# [What is needed]
Word for word, restate the lines from the start of the data below through the line containing "Underscores only delimit".

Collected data
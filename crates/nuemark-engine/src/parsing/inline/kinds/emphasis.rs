/// Emphasis delimiters. Doubled runs produce `Strong`, single ones `Em`,
/// tripled ones `Strong` nested in `Em`.
pub struct Emphasis;

impl Emphasis {
    pub const STAR: u8 = b'*';
    pub const UNDERSCORE: u8 = b'_';

    /// Delimiters in match precedence: longest run first.
    pub const DELIMITERS: [&'static [u8]; 6] = [b"***", b"___", b"**", b"__", b"*", b"_"];

    /// Underscores only delimit at word boundaries (`snake_case` stays text).
    pub fn is_intraword_sensitive(delim: &[u8]) -> bool {
        delim[0] == Self::UNDERSCORE
    }
}
use crate::parsing::{
    attrs::Attrs,
    inline::{Token, tokenize},
    lines::{common_indent, dedent, dedent_line, indent_of, is_blank},
    reflinks::Reflinks,
};

use super::{
    classify::{LineClass, LineClassifier},
    kinds::{
        BlockQuote, CodeFence, FenceSig, HeadingSyntax, ListItem, ListMarker, Paragraph,
        TableSyntax, TagHeader,
    },
    types::{Block, CodeBlock, List, Table, TagBlock},
};

/// Phase 2 of block parsing: turns classified lines into a block tree.
///
/// Container blocks (quotes, list items, tag bodies) collect their lines,
/// strip their own prefix or indentation and parse the result recursively
/// with the same builder. Reference definitions found at any depth go into
/// the shared [`Reflinks`] table.
pub struct BlockBuilder<'r> {
    classifier: LineClassifier,
    reflinks: &'r mut Reflinks,
}

impl<'r> BlockBuilder<'r> {
    pub fn new(reflinks: &'r mut Reflinks) -> Self {
        Self {
            classifier: LineClassifier,
            reflinks,
        }
    }

    pub fn build(&mut self, lines: &[String]) -> Vec<Block> {
        let mut out = vec![];
        let mut paragraph: Vec<String> = vec![];
        let mut i = 0;

        while i < lines.len() {
            let line = lines[i].as_str();
            let next = lines.get(i + 1).map(String::as_str);

            match self.classifier.classify(line, next, !paragraph.is_empty()) {
                LineClass::Blank => {
                    flush_paragraph(&mut out, &mut paragraph);
                    if out.last().is_some_and(|b| *b != Block::Newline) {
                        out.push(Block::Newline);
                    }
                    i += 1;
                }
                LineClass::Heading {
                    level,
                    text,
                    underlined,
                } => {
                    flush_paragraph(&mut out, &mut paragraph);
                    out.push(Block::Heading(HeadingSyntax::build(level, text)));
                    i += if underlined { 2 } else { 1 };
                }
                LineClass::FenceOpen(sig) => {
                    flush_paragraph(&mut out, &mut paragraph);
                    let (block, end) = self.consume_fence(lines, i, &sig);
                    out.push(block);
                    i = end;
                }
                LineClass::Break => {
                    flush_paragraph(&mut out, &mut paragraph);
                    out.push(Block::Break);
                    i += 1;
                }
                LineClass::ListItem(marker) => {
                    flush_paragraph(&mut out, &mut paragraph);
                    let (block, end) = self.consume_list(lines, i, marker);
                    out.push(block);
                    i = end;
                }
                LineClass::Quote => {
                    flush_paragraph(&mut out, &mut paragraph);
                    let (block, end) = self.consume_quote(lines, i);
                    out.push(block);
                    i = end;
                }
                LineClass::TableHeader => {
                    flush_paragraph(&mut out, &mut paragraph);
                    let (block, end) = consume_table(lines, i);
                    out.push(block);
                    i = end;
                }
                LineClass::RefDef { label, link } => {
                    self.reflinks.insert(label, link);
                    i += 1;
                }
                LineClass::Tag(header) => {
                    flush_paragraph(&mut out, &mut paragraph);
                    let (block, end) = self.consume_tag(lines, i, header);
                    out.push(block);
                    i = end;
                }
                LineClass::Text => {
                    paragraph.push(Paragraph::line(line));
                    i += 1;
                }
            }
        }

        flush_paragraph(&mut out, &mut paragraph);
        while out.last() == Some(&Block::Newline) {
            out.pop();
        }
        out
    }

    fn consume_fence(&self, lines: &[String], start: usize, sig: &FenceSig) -> (Block, usize) {
        let mut code = vec![];
        let mut i = start + 1;
        let mut closed = false;

        while i < lines.len() {
            let line = lines[i].as_str();
            i += 1;
            if CodeFence::closes(sig, line) {
                closed = true;
                break;
            }
            code.push(line);
        }
        if !closed {
            log::debug!("code fence `{}` left open, running to end of input", sig.info);
        }

        let info = CodeFence::info(&sig.info);
        let block = Block::Code(CodeBlock {
            name: info.name,
            code: code.join("\n"),
            attr: info.attr,
            data: info.data,
        });
        (block, i)
    }

    fn consume_list(&mut self, lines: &[String], start: usize, first: ListMarker) -> (Block, usize) {
        let mut items: Vec<Vec<String>> = vec![];
        let mut width = first.width;
        let mut i = start;

        while i < lines.len() {
            let line = lines[i].as_str();

            if let Some(marker) = ListItem::marker(line).filter(|m| m.indent < width) {
                // A marker shallower than the list itself belongs to an outer context.
                if marker.indent < first.indent {
                    break;
                }
                items.push(vec![ListItem::content(line, marker).to_string()]);
                width = marker.width;
                i += 1;
                continue;
            }

            if is_blank(line) {
                let continues = lines[i + 1..]
                    .iter()
                    .find(|l| !is_blank(l))
                    .is_some_and(|l| {
                        indent_of(l) >= width
                            || ListItem::marker(l)
                                .is_some_and(|m| m.indent >= first.indent && m.indent < width)
                    });
                if !continues {
                    break;
                }
                if let Some(item) = items.last_mut() {
                    item.push(String::new());
                }
                i += 1;
                continue;
            }

            let Some(item) = items.last_mut() else { break };
            if indent_of(line) > first.indent {
                item.push(dedent_line(line, width).to_string());
            } else if item.last().is_some_and(|l| !is_blank(l))
                && self.classifier.classify(line, None, true) == LineClass::Text
            {
                // Lazy continuation of the item's paragraph.
                item.push(line.trim().to_string());
            } else {
                break;
            }
            i += 1;
        }

        let items = items.iter().map(|body| self.build(body)).collect();
        let block = Block::List(List {
            items,
            numbered: first.numbered,
        });
        (block, i)
    }

    fn consume_quote(&mut self, lines: &[String], start: usize) -> (Block, usize) {
        let mut body = vec![];
        let mut i = start;
        while let Some(rest) = lines.get(i).and_then(|l| BlockQuote::strip_prefix(l)) {
            body.push(rest.to_string());
            i += 1;
        }
        (Block::Quote(self.build(&body)), i)
    }

    fn consume_tag(&mut self, lines: &[String], start: usize, header: TagHeader) -> (Block, usize) {
        let mut body = vec![];
        let mut i = start + 1;

        while i < lines.len() {
            let line = lines[i].as_str();
            if is_blank(line) {
                let continues = lines[i + 1..]
                    .iter()
                    .find(|l| !is_blank(l))
                    .is_some_and(|l| indent_of(l) > 0);
                if !continues {
                    break;
                }
            } else if indent_of(line) == 0 {
                break;
            }
            body.push(line.to_string());
            i += 1;
        }

        let body = dedent(&body, common_indent(&body));
        let block = Block::Tag(TagBlock {
            name: header.name,
            attr: header.attr,
            data: header.data,
            blocks: self.build(&body),
        });
        (block, i)
    }
}

fn flush_paragraph(out: &mut Vec<Block>, paragraph: &mut Vec<String>) {
    if !paragraph.is_empty() {
        out.push(Block::Content(std::mem::take(paragraph)));
    }
}

fn consume_table(lines: &[String], start: usize) -> (Block, usize) {
    let mut rows = vec![row_tokens(&lines[start])];
    let mut i = start + 2;
    while let Some(line) = lines.get(i).filter(|l| TableSyntax::is_row(l)) {
        rows.push(row_tokens(line));
        i += 1;
    }
    let block = Block::Table(Table {
        rows,
        attr: Attrs::new(),
        head: true,
    });
    (block, i)
}

fn row_tokens(line: &str) -> Vec<Vec<Token>> {
    TableSyntax::split_cells(line)
        .iter()
        .map(|cell| tokenize(cell))
        .collect()
}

# [Result for this exercise]
filename crates/nuemark-engine/src/parsing/inline/kinds/emphasis.rs
/// Emphasis delimiters. Doubled runs produce `Strong`, single ones `Em`,
/// tripled ones `Strong` nested in `Em`.
pub struct Emphasis;

impl Emphasis {
    pub const STAR: u8 = b'*';
    pub const UNDERSCORE: u8 = b'_';

    /// Delimiters in match precedence: longest run first.
    pub const DELIMITERS: [&'static [u8]; 6] = [b"***", b"___", b"**", b"__", b"*", b"_"];

    /// Underscores only delimit at word boundaries (`snake_case` stays text).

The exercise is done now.